Los dos siguientes días son un sinfín de visitas turísticas durante las que aprenden del país y esquivan bicis. No en vano les advirtieron que tocan a dos y media por habitante. El placer culpable de Óscar Puente, piensa Martina mientras el guía les habla de un edificio que corresponde a la primera multinacional de la historia, la Compañía de las Indias Orientales, y expone que los neerlandeses esconden su leyenda negra mejor que Luis Piedrahita los trucos de magia. Jesús Mari reniega de lo mal que transmitimos en casa nuestros logros y lo expandidos que están nuestros fracasos (incluso los falsos), pero el amargor le dura poco porque la ruta pasa por un garito en el que ponen los últimos minutos de un apasionante Eslovaquia-Rumanía.
La ciudad tiene más mierda que la bombilla de una cuadra, pero las excusas son un argumento globalizado para echar (siempre) la culpa a los demás. Les cuentan que la urbe soporta un turismo desmesurado y que, a pesar de haber horas para sacar la basura, hay tanta que el servicio de limpieza (que pasa una vez a la semana) no da abasto. A eso le suman la cantidad de drogadictos por las calles que rebuscan entre las bolsas, los animales que se aprovechan de que estén abiertas… y ahí lo tienen. Más o menos como los plenos municipales, pero en versión de los hijos de Guillermo de Orange: el incumplimiento es de otros. Total, que entre desperdicio y desperdicio, la familia se hace la foto protocolaria frente a las Casas bailarinas y junto al río Ámstel. Los niños no dan crédito de lo torcidos que están los edificios y, a pesar de los razonamientos del cicerone sobre los cimientos, las poleas externas por las que se subían las cargas pesadas y su oposición para evitar la fuerza de los vientos en un país más liso que la melena de Kim Kardashian, comentan entre ellos que si eso estuviera en la Rondilla o junto a la Nueva Balastera todo el mundo diría que los arquitectos tuvieron un mal día.

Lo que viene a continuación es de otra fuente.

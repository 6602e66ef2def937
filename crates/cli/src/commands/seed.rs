//! Seed the database with demo listings.
//!
//! Useful for local development so the storefront has something to show.
//!
//! # Usage
//!
//! ```bash
//! kifaru seed
//! ```

use kifaru_api::db::{CarRepository, RepositoryError, create_pool};
use kifaru_api::models::NewCar;
use kifaru_core::{BodyType, CarStatus, Condition, EngineType, Transmission};

use super::MissingEnvVar;

/// Errors that can occur while seeding.
#[derive(Debug, thiserror::Error)]
pub enum SeedError {
    #[error(transparent)]
    MissingEnvVar(#[from] MissingEnvVar),

    #[error("Database error: {0}")]
    Database(#[from] sqlx::Error),

    #[error("{0}")]
    Repository(#[from] RepositoryError),
}

/// Insert the demo listings.
///
/// # Errors
///
/// Returns [`SeedError`] when the database is unreachable or an insert fails.
pub async fn run() -> Result<(), SeedError> {
    dotenvy::dotenv().ok();

    let database_url = super::database_url()?;

    tracing::info!("Connecting to database...");
    let pool = create_pool(&database_url).await?;
    let repo = CarRepository::new(&pool);

    let cars = demo_cars();
    let total = cars.len();

    for car in cars {
        let created = repo.create(car).await?;
        tracing::info!(
            "Seeded: {} {} ({})",
            created.name.as_deref().unwrap_or("?"),
            created.model.as_deref().unwrap_or("?"),
            created.id
        );
    }

    tracing::info!("Seeding complete: {total} listings");
    Ok(())
}

fn demo_cars() -> Vec<NewCar> {
    vec![
        NewCar {
            name: Some("Toyota".to_owned()),
            model: Some("Land Cruiser Prado".to_owned()),
            year: Some(2021),
            condition: Some(Condition::Used),
            price: Some(8_500_000),
            location: Some("Nairobi".to_owned()),
            engine_type: Some(EngineType::Diesel),
            transmission: Some(Transmission::Automatic),
            mileage: Some(42_000),
            body_type: Some(BodyType::Suv),
            color: Some("Pearl White".to_owned()),
            engine: Some("2.8L turbo diesel".to_owned()),
            ownership_history: Some("One owner".to_owned()),
            verified_seller: true,
            status: CarStatus::Published,
            images: Vec::new(),
            features: vec![
                "Sunroof".to_owned(),
                "Leather seats".to_owned(),
                "4WD".to_owned(),
            ],
        },
        NewCar {
            name: Some("Mazda".to_owned()),
            model: Some("CX-5".to_owned()),
            year: Some(2019),
            condition: Some(Condition::Used),
            price: Some(3_200_000),
            location: Some("Mombasa".to_owned()),
            engine_type: Some(EngineType::Petrol),
            transmission: Some(Transmission::Automatic),
            mileage: Some(58_000),
            body_type: Some(BodyType::Suv),
            color: Some("Soul Red".to_owned()),
            engine: Some("2.0L Skyactiv-G".to_owned()),
            verified_seller: false,
            status: CarStatus::Published,
            features: vec!["Reverse camera".to_owned(), "Cruise control".to_owned()],
            ..Default::default()
        },
        NewCar {
            name: Some("Nissan".to_owned()),
            model: Some("Note e-Power".to_owned()),
            year: Some(2020),
            condition: Some(Condition::Used),
            price: Some(1_450_000),
            location: Some("Nakuru".to_owned()),
            engine_type: Some(EngineType::Hybrid),
            transmission: Some(Transmission::Automatic),
            mileage: Some(35_000),
            body_type: Some(BodyType::Hatchback),
            color: Some("Silver".to_owned()),
            status: CarStatus::Published,
            features: vec!["Keyless entry".to_owned()],
            ..Default::default()
        },
        NewCar {
            name: Some("Mercedes-Benz".to_owned()),
            model: Some("C200".to_owned()),
            year: Some(2022),
            condition: Some(Condition::New),
            price: Some(9_800_000),
            location: Some("Nairobi".to_owned()),
            engine_type: Some(EngineType::Petrol),
            transmission: Some(Transmission::Automatic),
            mileage: Some(1_200),
            body_type: Some(BodyType::Sedan),
            color: Some("Obsidian Black".to_owned()),
            verified_seller: true,
            status: CarStatus::Draft,
            features: vec!["Ambient lighting".to_owned(), "Heated seats".to_owned()],
            ..Default::default()
        },
    ]
}
//! Kifaru Motors CLI - Database migrations and management tools.
//!
//! # Usage
//!
//! ```bash
//! # Run database migrations
//! kifaru migrate
//!
//! # Create an admin user
//! kifaru admin create -e admin@example.com -n "Admin Name" -r admin -p <password>
//!
//! # Seed the database with demo listings
//! kifaru seed
//! ```
//!
//! # Commands
//!
//! - `migrate` - Run database migrations
//! - `admin create` - Create admin users
//! - `seed` - Seed the database with demo listings

#![cfg_attr(not(test), forbid(unsafe_code))]

use clap::{Parser, Subcommand};

mod commands;

#[derive(Parser)]
#[command(name = "kifaru")]
#[command(author, version, about = "Kifaru Motors CLI tools")]
struct Cli {
    #[command(subcommand)]
    command: Commands,
}

#[derive(Subcommand)]
enum Commands {
    /// Run database migrations
    Migrate,
    /// Manage admin users
    Admin {
        #[command(subcommand)]
        action: AdminAction,
    },
    /// Seed the database with demo listings
    Seed,
}

#[derive(Subcommand)]
enum AdminAction {
    /// Create a new admin user
    Create {
        /// Admin email address
        #[arg(short, long)]
        email: String,

        /// Admin display name
        #[arg(short, long)]
        name: String,

        /// Admin role (`super_admin`, `admin`)
        #[arg(short, long, default_value = "admin")]
        role: String,

        /// Initial password
        #[arg(short, long)]
        password: String,
    },
}

#[tokio::main]
async fn main() {
    // Initialize tracing
    tracing_subscriber::fmt::init();

    let cli = Cli::parse();

    let result: Result<(), Box<dyn std::error::Error>> = run(cli).await;

    if let Err(e) = result {
        tracing::error!("Command failed: {e}");
        std::process::exit(1);
    }
}

async fn run(cli: Cli) -> Result<(), Box<dyn std::error::Error>> {
    match cli.command {
        Commands::Migrate => commands::migrate::run().await?,
        Commands::Admin { action } => match action {
            AdminAction::Create {
                email,
                name,
                role,
                password,
            } => {
                commands::admin::create_user(&email, &name, &role, &password).await?;
            }
        },
        Commands::Seed => commands::seed::run().await?,
    }
    Ok(())
}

Martina disfruta de las tres horas recorriendo el Rijksmuseum y se le hacen cortas. Jesús Mari, en cambio, se ha hecho un selfi junto a un cuadro chiquitín de Van Gogh («el de la oreja», comenta socarronamente a sus hijos con un codazo como si estos fueran de la generación que creció con los donostiarras) y pasa de largo de la exuberante «Ronda de noche» de Rembrandt. Al salir y retirarse a descansar, la mamá no puede evitar un suspiro al ver que su prole no ha emitido un quejido ante todos los planes propuestos. En cambio, si sugiere en casa acercarse al Museo Nacional de Escultura, dar un garbeo por el Palacio Real o subir a la torre catedralicia, la respuesta siempre es negativa porque «pueden ir en cualquier momento». La puerta de la habitación se abre y el televisor se enciende para ver los últimos minutos de un encuentro vacío de interés. El teléfono suena y el abuelo pregunta qué tal va la experiencia. Conversa con su hija y solicita hablar con sus nietos. Uno se está duchando tras la larga jornada y el otro mira el partido con su padre, así que le pasa con el pequeño, que suele ser el más callado. Ante la pregunta de su abuelo sobre qué tal va la cosa y qué le ha llamado la atención, el crío responde muy serio: «pues aquí, visitando el imperio». Y Martina sonríe presintiendo que hay esperanza: «lo que tiene que hacer una para no salir de Castilla».